Top of Data

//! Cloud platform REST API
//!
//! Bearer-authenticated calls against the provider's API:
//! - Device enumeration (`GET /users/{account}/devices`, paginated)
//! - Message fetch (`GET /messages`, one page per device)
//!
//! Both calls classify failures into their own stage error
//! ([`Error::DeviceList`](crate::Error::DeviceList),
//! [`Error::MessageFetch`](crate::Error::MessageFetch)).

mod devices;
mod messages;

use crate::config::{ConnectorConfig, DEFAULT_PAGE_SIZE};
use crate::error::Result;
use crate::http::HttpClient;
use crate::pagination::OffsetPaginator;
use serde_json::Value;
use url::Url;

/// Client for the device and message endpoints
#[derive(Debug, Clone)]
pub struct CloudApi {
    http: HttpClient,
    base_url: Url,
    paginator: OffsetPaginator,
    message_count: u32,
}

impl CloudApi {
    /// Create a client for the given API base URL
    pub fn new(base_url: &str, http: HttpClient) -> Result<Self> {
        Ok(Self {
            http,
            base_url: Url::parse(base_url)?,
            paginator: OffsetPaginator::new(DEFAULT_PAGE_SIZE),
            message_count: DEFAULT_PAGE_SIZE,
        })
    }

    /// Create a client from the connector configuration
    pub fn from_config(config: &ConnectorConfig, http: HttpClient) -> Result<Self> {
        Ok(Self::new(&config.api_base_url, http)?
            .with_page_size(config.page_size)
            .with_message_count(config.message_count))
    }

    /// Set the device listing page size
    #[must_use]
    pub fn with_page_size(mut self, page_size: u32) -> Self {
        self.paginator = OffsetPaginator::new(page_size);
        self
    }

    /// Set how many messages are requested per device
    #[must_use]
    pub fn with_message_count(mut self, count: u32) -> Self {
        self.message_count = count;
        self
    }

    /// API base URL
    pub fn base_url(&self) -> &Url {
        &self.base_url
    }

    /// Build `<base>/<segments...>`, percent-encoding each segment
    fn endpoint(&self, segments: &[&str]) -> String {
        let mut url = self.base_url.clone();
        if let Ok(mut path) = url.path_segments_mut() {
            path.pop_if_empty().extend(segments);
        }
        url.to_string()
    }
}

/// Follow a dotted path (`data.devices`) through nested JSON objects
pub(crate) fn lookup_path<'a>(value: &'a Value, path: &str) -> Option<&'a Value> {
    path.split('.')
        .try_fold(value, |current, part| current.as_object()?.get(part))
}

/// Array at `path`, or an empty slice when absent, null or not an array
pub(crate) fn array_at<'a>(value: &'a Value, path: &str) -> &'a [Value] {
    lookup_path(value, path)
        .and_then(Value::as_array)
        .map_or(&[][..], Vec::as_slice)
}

Bottom of Data
Top of Data

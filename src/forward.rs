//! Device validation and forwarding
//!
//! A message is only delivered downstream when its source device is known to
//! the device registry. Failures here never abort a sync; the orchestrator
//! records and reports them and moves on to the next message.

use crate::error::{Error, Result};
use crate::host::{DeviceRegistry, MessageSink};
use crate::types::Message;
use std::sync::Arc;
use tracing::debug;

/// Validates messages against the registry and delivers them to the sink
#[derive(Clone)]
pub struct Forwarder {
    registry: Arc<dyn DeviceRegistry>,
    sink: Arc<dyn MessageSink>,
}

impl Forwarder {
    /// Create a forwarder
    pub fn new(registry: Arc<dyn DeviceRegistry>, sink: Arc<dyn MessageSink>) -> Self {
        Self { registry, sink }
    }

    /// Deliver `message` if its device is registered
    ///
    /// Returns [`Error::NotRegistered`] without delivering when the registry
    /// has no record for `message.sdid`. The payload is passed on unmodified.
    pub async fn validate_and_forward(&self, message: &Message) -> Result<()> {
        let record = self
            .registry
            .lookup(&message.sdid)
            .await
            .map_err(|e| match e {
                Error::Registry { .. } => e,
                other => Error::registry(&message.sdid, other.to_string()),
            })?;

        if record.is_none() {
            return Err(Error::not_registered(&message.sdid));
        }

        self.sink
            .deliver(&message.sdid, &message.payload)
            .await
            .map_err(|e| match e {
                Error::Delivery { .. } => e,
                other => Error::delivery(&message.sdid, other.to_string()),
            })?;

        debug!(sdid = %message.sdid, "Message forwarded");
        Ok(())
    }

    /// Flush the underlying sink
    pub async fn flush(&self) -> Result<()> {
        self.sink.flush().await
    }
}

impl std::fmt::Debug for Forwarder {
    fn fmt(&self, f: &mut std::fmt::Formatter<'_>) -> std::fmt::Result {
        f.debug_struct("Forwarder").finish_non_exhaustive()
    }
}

Bottom of Data
Top of Data

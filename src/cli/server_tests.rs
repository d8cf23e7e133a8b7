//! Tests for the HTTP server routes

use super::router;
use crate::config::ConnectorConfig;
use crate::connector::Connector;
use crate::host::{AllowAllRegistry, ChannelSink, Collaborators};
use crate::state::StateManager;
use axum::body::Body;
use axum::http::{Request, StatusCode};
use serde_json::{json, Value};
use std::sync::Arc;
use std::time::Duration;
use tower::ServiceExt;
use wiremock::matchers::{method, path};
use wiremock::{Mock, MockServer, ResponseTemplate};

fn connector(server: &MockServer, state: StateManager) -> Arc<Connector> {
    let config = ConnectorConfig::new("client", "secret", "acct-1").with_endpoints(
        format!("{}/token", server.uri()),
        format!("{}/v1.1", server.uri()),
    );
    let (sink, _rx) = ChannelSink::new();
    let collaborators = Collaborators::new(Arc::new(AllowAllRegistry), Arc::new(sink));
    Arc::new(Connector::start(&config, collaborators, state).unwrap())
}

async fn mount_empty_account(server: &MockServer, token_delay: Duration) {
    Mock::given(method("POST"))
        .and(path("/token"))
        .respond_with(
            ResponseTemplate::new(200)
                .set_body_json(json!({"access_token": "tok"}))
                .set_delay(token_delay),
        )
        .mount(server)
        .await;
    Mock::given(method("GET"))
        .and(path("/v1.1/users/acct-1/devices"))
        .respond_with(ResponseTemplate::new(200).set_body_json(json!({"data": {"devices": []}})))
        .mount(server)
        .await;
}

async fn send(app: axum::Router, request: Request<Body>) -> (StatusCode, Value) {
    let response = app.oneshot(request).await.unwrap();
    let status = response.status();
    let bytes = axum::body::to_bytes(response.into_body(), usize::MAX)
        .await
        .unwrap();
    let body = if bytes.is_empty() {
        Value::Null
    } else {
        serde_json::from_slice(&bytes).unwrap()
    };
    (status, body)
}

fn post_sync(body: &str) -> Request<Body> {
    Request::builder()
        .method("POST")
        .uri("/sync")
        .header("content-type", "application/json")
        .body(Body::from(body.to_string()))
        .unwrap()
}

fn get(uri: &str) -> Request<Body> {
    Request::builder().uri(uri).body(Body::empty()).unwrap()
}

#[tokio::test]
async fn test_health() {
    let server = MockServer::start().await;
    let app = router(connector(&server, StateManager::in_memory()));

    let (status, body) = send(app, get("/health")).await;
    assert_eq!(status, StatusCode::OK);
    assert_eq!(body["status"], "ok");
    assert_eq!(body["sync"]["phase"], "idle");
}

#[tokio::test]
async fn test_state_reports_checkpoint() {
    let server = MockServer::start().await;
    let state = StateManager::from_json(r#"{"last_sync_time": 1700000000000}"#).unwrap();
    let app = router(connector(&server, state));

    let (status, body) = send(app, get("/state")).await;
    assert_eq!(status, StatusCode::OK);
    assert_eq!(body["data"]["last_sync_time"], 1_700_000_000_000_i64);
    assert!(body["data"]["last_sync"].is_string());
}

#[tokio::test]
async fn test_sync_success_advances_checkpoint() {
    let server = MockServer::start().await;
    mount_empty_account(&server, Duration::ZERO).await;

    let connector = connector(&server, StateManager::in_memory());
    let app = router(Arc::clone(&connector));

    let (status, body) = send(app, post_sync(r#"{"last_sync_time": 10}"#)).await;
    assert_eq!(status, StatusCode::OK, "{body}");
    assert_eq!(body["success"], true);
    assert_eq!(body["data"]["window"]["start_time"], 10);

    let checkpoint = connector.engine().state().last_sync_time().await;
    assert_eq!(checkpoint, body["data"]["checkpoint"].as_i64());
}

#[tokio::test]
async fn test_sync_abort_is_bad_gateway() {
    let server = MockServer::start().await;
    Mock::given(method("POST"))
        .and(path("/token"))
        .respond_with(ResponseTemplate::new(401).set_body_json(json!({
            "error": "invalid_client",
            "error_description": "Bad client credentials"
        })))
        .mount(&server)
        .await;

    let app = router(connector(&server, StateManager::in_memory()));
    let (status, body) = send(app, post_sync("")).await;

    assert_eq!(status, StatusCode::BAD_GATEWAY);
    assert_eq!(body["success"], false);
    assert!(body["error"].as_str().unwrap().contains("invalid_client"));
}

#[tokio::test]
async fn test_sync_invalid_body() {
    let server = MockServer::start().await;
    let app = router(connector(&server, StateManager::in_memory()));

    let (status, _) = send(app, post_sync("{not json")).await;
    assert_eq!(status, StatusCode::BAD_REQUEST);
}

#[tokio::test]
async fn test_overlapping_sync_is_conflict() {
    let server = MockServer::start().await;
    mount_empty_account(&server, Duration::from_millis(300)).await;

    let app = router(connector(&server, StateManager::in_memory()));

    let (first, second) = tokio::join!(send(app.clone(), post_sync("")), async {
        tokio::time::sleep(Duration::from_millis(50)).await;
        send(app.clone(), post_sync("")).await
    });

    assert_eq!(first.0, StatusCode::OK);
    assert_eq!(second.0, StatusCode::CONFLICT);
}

Bottom of Data

**Problem requirements**
Copy out each line of the data above, exactly, if it lies between the line holding "platform REST API" and the line holding "use crate::pagination::OffsetPaginator;", inclusive; copy no other line.

**Answer box**
//! Cloud platform REST API
//!
//! Bearer-authenticated calls against the provider's API:
//! - Device enumeration (`GET /users/{account}/devices`, paginated)
//! - Message fetch (`GET /messages`, one page per device)
//!
//! Both calls classify failures into their own stage error
//! ([`Error::DeviceList`](crate::Error::DeviceList),
//! [`Error::MessageFetch`](crate::Error::MessageFetch)).

mod devices;
mod messages;

use crate::config::{ConnectorConfig, DEFAULT_PAGE_SIZE};
use crate::error::Result;
use crate::http::HttpClient;
use crate::pagination::OffsetPaginator;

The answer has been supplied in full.